Department of Molecular and Clinical Medicine, Institute of Medicine, Sahlgrenska Academy, Wallenberg Laboratory, University of Gothenburg, Gothenburg, Sweden.
Bioscience Metabolism, Research and Early Development Cardiovascular, Renal and Metabolism (CVRM) BioPharmaceuticals R&D, AstraZeneca, Gothenburg, Sweden.
Nat Metab. 2022 Jan;4(1):60-75. doi: 10.1038/s42255-021-00518-0. Epub 2022 Jan 31.
Fatty liver disease (FLD) is a growing health issue with burdening unmet clinical needs. FLD has a genetic component but, despite the common variants already identified, there is still a missing heritability component. Using a candidate gene approach, we identify a locus (rs71519934) at the Pleckstrin and Sec7 domain-containing 3 (PSD3) gene resulting in a leucine to threonine substitution at position 186 of the protein (L186T) that reduces susceptibility to the entire spectrum of FLD in individuals at risk. PSD3 downregulation by short interfering RNA reduces intracellular lipid content in primary human hepatocytes cultured in two and three dimensions, and in human and rodent hepatoma cells. Consistent with this, Psd3 downregulation by antisense oligonucleotides in vivo protects against FLD in mice fed a non-alcoholic steatohepatitis-inducing diet. Thus, translating these results to humans, PSD3 downregulation might be a future therapeutic option for treating FLD.

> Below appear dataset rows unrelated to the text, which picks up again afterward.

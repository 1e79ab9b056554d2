// Licensed to the Apache Software Foundation (ASF) under one
// or more contributor license agreements.  See the NOTICE file
// distributed with this work for additional information
// regarding copyright ownership.  The ASF licenses this file
// to you under the Apache License, Version 2.0 (the
// "License"); you may not use this file except in compliance
// with the License.  You may obtain a copy of the License at
//
//   http://www.apache.org/licenses/LICENSE-2.0
//
// Unless required by applicable law or agreed to in writing,
// software distributed under the License is distributed on an
// "AS IS" BASIS, WITHOUT WARRANTIES OR CONDITIONS OF ANY
// KIND, either express or implied.  See the License for the
// specific language governing permissions and limitations
// under the License.

use crate::{Context, Result};
use std::fmt::Debug;
use std::sync::Arc;

/// SigningCredential is the trait used by signer as the signing credential.
pub trait SigningCredential: Clone + Debug + Send + Sync + 'static {
    /// Check if the credential is still usable for signing.
    fn is_valid(&self) -> bool;
}

impl<T: SigningCredential> SigningCredential for Option<T> {
    fn is_valid(&self) -> bool {
        let Some(cred) = self else {
            return false;
        };

        cred.is_valid()
    }
}

/// ProvideCredential is the trait used by signer to load the credential.
///
/// Implementations are expected to be lazy: constructing a provider must not
/// perform any I/O, loading only happens in `provide_credential`.
#[async_trait::async_trait]
pub trait ProvideCredential: Debug + Send + Sync + 'static {
    /// Credential returned by this provider.
    type Credential: Send + Sync + 'static;

    /// Load the credential.
    ///
    /// Returns `Ok(None)` if this provider has nothing to offer, so that a
    /// chain can move on to the next one.
    async fn provide_credential(&self, ctx: &Context) -> Result<Option<Self::Credential>>;
}

#[async_trait::async_trait]
impl<T: ProvideCredential + ?Sized> ProvideCredential for Arc<T> {
    type Credential = T::Credential;

    async fn provide_credential(&self, ctx: &Context) -> Result<Option<Self::Credential>> {
        self.as_ref().provide_credential(ctx).await
    }
}

/// SignRequest is the trait used by signer to sign the request.
#[async_trait::async_trait]
pub trait SignRequest: Debug + Send + Sync + 'static {
    /// Credential used by this signer.
    type Credential: Send + Sync + 'static;

    /// Sign the request in place.
    ///
    /// ## Credential
    ///
    /// The `credential` is `None` when no credential could be loaded. Signers
    /// that can't work without one should return an error.
    async fn sign_request(
        &self,
        ctx: &Context,
        req: &mut http::request::Parts,
        credential: Option<&Self::Credential>,
    ) -> Result<()>;
}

脂肪肝疾病(FLD)是一个日益严重的健康问题,存在未满足的临床需求。FLD 有遗传成分,但尽管已经确定了常见的变异体,仍然存在遗传缺失的成分。我们使用候选基因方法,在 Pleckstrin 和 Sec7 结构域包含 3(PSD3)基因中发现了一个位点(rs71519934),导致蛋白质第 186 位的亮氨酸到苏氨酸取代(L186T),降低了个体易感性在风险中发生的整个 FLD 谱。通过短干扰 RNA 下调 PSD3 可降低在二维和三维培养的原代人肝细胞以及人肝癌细胞和啮齿动物肝癌细胞中的细胞内脂质含量。与此一致,体内使用反义寡核苷酸下调 Psd3 可防止非酒精性脂肪性肝炎诱导饮食喂养的小鼠发生 FLD。因此,将这些结果转化为人类,下调 PSD3 可能成为治疗 FLD 的未来治疗选择。